[SUPPLIED DATA Boundary: Start]
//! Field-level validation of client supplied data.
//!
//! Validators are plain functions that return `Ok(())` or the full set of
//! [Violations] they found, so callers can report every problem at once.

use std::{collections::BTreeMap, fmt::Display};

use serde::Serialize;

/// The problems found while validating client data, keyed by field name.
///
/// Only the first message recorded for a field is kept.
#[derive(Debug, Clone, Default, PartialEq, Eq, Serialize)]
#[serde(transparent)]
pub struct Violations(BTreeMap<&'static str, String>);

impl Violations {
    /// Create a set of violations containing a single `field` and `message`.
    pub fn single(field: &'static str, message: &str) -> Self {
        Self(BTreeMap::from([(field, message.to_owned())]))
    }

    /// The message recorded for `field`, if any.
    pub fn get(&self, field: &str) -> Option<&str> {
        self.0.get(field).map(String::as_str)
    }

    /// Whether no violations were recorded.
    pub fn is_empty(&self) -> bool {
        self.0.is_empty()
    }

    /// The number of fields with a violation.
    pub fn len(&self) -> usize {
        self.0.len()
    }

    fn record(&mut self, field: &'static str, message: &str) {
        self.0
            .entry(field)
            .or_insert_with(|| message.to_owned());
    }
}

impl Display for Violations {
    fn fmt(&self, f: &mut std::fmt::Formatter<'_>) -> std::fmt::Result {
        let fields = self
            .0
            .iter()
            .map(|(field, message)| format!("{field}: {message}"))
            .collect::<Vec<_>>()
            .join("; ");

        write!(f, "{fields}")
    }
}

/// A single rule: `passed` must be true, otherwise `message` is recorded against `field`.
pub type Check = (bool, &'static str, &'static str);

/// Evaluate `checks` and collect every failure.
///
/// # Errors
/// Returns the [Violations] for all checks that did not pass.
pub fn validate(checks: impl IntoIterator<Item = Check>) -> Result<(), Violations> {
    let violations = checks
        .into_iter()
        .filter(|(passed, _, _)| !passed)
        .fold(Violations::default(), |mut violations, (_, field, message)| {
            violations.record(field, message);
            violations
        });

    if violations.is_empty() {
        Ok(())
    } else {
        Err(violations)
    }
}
[SUPPLIED DATA Boundary: End]
EXERCISE BRIEF:
Within the entries above, work out how many lines contain the word "static". The number alone is the answer.

WORKED SOLUTION:
4